● Task requirements:
Word for word, copy out the records given below.

● Recorded data:

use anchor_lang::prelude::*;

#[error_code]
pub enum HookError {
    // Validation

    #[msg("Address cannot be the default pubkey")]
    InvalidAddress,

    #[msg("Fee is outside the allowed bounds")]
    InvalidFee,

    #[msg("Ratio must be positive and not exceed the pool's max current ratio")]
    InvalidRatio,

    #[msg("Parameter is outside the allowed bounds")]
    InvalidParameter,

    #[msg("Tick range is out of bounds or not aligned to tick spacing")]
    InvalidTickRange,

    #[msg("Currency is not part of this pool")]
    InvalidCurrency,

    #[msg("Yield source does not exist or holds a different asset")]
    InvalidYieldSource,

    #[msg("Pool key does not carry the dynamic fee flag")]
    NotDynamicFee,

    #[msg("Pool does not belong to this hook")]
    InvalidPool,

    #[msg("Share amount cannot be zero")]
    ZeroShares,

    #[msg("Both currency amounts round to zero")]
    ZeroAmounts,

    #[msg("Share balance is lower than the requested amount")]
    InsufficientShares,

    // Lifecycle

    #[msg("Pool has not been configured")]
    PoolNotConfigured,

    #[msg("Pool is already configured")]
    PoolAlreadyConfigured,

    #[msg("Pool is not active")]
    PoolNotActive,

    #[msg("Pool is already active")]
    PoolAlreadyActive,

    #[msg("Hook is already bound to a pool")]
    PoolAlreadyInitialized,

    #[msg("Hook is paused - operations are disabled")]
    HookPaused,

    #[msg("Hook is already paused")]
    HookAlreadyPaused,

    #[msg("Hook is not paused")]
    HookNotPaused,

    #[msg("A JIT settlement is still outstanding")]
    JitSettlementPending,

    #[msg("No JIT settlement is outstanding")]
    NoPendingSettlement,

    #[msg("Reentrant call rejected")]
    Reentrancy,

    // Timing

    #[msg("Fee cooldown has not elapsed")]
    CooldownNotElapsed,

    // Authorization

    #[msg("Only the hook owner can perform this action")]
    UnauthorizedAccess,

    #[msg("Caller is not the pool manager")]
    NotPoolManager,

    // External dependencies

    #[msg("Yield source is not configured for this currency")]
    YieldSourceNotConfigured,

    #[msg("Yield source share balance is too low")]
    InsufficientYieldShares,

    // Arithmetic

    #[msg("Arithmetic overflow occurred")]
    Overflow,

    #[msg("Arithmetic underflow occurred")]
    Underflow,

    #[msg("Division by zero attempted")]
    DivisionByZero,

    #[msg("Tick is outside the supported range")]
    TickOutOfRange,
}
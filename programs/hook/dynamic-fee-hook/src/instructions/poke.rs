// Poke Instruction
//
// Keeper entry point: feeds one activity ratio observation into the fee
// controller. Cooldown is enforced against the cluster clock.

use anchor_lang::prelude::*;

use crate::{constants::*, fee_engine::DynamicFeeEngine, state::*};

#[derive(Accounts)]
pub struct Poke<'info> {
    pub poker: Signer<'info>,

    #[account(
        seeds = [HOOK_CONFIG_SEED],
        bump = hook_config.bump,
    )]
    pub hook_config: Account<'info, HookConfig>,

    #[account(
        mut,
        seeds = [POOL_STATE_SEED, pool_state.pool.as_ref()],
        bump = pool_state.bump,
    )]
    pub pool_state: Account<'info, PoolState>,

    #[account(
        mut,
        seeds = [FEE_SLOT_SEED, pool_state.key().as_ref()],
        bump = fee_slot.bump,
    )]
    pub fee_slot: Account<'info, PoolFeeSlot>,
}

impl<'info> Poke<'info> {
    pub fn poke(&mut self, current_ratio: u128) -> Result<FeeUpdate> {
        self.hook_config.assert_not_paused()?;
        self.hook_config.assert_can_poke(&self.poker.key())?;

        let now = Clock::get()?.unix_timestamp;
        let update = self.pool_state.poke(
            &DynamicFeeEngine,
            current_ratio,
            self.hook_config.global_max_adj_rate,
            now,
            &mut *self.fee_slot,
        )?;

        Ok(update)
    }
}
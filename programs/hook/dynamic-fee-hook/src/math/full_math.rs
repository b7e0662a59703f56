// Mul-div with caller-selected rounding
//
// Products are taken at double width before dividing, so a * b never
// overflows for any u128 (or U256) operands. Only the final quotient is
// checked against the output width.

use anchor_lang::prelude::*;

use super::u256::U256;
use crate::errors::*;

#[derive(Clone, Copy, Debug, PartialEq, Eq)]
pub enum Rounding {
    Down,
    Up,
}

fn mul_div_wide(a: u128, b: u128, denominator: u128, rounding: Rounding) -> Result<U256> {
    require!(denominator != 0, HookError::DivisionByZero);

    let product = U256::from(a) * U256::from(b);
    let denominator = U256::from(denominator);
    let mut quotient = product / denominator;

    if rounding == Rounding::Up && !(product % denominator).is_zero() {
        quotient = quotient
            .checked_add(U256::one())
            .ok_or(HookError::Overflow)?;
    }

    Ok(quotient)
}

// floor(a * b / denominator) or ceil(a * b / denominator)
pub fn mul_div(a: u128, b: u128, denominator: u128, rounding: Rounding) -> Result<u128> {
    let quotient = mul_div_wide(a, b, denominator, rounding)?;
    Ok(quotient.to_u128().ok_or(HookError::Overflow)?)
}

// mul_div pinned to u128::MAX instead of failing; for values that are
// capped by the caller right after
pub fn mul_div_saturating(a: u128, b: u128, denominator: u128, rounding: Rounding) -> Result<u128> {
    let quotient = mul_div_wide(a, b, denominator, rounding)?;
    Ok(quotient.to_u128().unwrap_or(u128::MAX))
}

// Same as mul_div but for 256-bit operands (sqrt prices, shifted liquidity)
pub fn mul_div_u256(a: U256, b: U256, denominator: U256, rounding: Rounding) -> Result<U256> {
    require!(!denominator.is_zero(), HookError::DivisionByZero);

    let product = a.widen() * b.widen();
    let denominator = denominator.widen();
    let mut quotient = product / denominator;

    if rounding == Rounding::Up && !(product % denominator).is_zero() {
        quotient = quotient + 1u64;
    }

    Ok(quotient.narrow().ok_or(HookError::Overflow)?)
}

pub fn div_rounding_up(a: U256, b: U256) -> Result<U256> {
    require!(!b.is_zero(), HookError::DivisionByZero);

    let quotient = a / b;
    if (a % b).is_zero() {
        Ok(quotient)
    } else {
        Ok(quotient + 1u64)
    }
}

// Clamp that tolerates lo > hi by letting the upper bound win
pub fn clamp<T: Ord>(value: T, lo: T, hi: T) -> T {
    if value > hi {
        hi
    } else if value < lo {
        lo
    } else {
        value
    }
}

● Task answer:
use anchor_lang::prelude::*;

#[error_code]
pub enum HookError {
    // Validation

    #[msg("Address cannot be the default pubkey")]
    InvalidAddress,

    #[msg("Fee is outside the allowed bounds")]
    InvalidFee,

    #[msg("Ratio must be positive and not exceed the pool's max current ratio")]
    InvalidRatio,

    #[msg("Parameter is outside the allowed bounds")]
    InvalidParameter,

    #[msg("Tick range is out of bounds or not aligned to tick spacing")]
    InvalidTickRange,

    #[msg("Currency is not part of this pool")]
    InvalidCurrency,

    #[msg("Yield source does not exist or holds a different asset")]
    InvalidYieldSource,

    #[msg("Pool key does not carry the dynamic fee flag")]
    NotDynamicFee,

    #[msg("Pool does not belong to this hook")]
    InvalidPool,

    #[msg("Share amount cannot be zero")]
    ZeroShares,

    #[msg("Both currency amounts round to zero")]
    ZeroAmounts,

    #[msg("Share balance is lower than the requested amount")]
    InsufficientShares,

    // Lifecycle

    #[msg("Pool has not been configured")]
    PoolNotConfigured,

    #[msg("Pool is already configured")]
    PoolAlreadyConfigured,

    #[msg("Pool is not active")]
    PoolNotActive,

    #[msg("Pool is already active")]
    PoolAlreadyActive,

    #[msg("Hook is already bound to a pool")]
    PoolAlreadyInitialized,

    #[msg("Hook is paused - operations are disabled")]
    HookPaused,

    #[msg("Hook is already paused")]
    HookAlreadyPaused,

    #[msg("Hook is not paused")]
    HookNotPaused,

    #[msg("A JIT settlement is still outstanding")]
    JitSettlementPending,

    #[msg("No JIT settlement is outstanding")]
    NoPendingSettlement,

    #[msg("Reentrant call rejected")]
    Reentrancy,

    // Timing

    #[msg("Fee cooldown has not elapsed")]
    CooldownNotElapsed,

    // Authorization

    #[msg("Only the hook owner can perform this action")]
    UnauthorizedAccess,

    #[msg("Caller is not the pool manager")]
    NotPoolManager,

    // External dependencies

    #[msg("Yield source is not configured for this currency")]
    YieldSourceNotConfigured,

    #[msg("Yield source share balance is too low")]
    InsufficientYieldShares,

    // Arithmetic

    #[msg("Arithmetic overflow occurred")]
    Overflow,

    #[msg("Arithmetic underflow occurred")]
    Underflow,

    #[msg("Division by zero attempted")]
    DivisionByZero,

    #[msg("Tick is outside the supported range")]
    TickOutOfRange,
}
filename programs/hook/dynamic-fee-hook/src/instructions/poke.rs
// Poke Instruction
//
// Keeper entry point: feeds one activity ratio observation into the fee
// controller. Cooldown is enforced against the cluster clock.

use anchor_lang::prelude::*;

use crate::{constants::*, fee_engine::DynamicFeeEngine, state::*};

#[derive(Accounts)]
pub struct Poke<'info> {
    pub poker: Signer<'info>,

    #[account(
        seeds = [HOOK_CONFIG_SEED],
        bump = hook_config.bump,
    )]
    pub hook_config: Account<'info, HookConfig>,

    #[account(
        mut,
        seeds = [POOL_STATE_SEED, pool_state.pool.as_ref()],
        bump = pool_state.bump,
    )]
    pub pool_state: Account<'info, PoolState>,

    #[account(
        mut,
        seeds = [FEE_SLOT_SEED, pool_state.key().as_ref()],
        bump = fee_slot.bump,
    )]
    pub fee_slot: Account<'info, PoolFeeSlot>,
}

impl<'info> Poke<'info> {
    pub fn poke(&mut self, current_ratio: u128) -> Result<FeeUpdate> {
        self.hook_config.assert_not_paused()?;
        self.hook_config.assert_can_poke(&self.poker.key())?;

        let now = Clock::get()?.unix_timestamp;
        let update = self.pool_state.poke(
            &DynamicFeeEngine,
            current_ratio,
            self.hook_config.global_max_adj_rate,
            now,
            &mut *self.fee_slot,
        )?;

        Ok(update)
    }
}
filename programs/hook/dynamic-fee-hook/src/math/full_math.rs
repository b7e0662a59703f56
// Mul-div with caller-selected rounding
//
// Products are taken at double width before dividing, so a * b never
// overflows for any u128 (or U256) operands. Only the final quotient is
// checked against the output width.

use anchor_lang::prelude::*;

use super::u256::U256;
use crate::errors::*;

#[derive(Clone, Copy, Debug, PartialEq, Eq)]
pub enum Rounding {
    Down,
    Up,
}

fn mul_div_wide(a: u128, b: u128, denominator: u128, rounding: Rounding) -> Result<U256> {
    require!(denominator != 0, HookError::DivisionByZero);

    let product = U256::from(a) * U256::from(b);
    let denominator = U256::from(denominator);
    let mut quotient = product / denominator;

    if rounding == Rounding::Up && !(product % denominator).is_zero() {
        quotient = quotient
            .checked_add(U256::one())
            .ok_or(HookError::Overflow)?;
    }

    Ok(quotient)
}

// floor(a * b / denominator) or ceil(a * b / denominator)
pub fn mul_div(a: u128, b: u128, denominator: u128, rounding: Rounding) -> Result<u128> {
    let quotient = mul_div_wide(a, b, denominator, rounding)?;
    Ok(quotient.to_u128().ok_or(HookError::Overflow)?)
}

// mul_div pinned to u128::MAX instead of failing; for values that are
// capped by the caller right after
pub fn mul_div_saturating(a: u128, b: u128, denominator: u128, rounding: Rounding) -> Result<u128> {
    let quotient = mul_div_wide(a, b, denominator, rounding)?;
    Ok(quotient.to_u128().unwrap_or(u128::MAX))
}

// Same as mul_div but for 256-bit operands (sqrt prices, shifted liquidity)
pub fn mul_div_u256(a: U256, b: U256, denominator: U256, rounding: Rounding) -> Result<U256> {
    require!(!denominator.is_zero(), HookError::DivisionByZero);

    let product = a.widen() * b.widen();
    let denominator = denominator.widen();
    let mut quotient = product / denominator;

    if rounding == Rounding::Up && !(product % denominator).is_zero() {
        quotient = quotient + 1u64;
    }

    Ok(quotient.narrow().ok_or(HookError::Overflow)?)
}

pub fn div_rounding_up(a: U256, b: U256) -> Result<U256> {
    require!(!b.is_zero(), HookError::DivisionByZero);

    let quotient = a / b;
    if (a % b).is_zero() {
        Ok(quotient)
    } else {
        Ok(quotient + 1u64)
    }
}

// Clamp that tolerates lo > hi by letting the upper bound win
pub fn clamp<T: Ord>(value: T, lo: T, hi: T) -> T {
    if value > hi {
        hi
    } else if value < lo {
        lo
    } else {
        value
    }
}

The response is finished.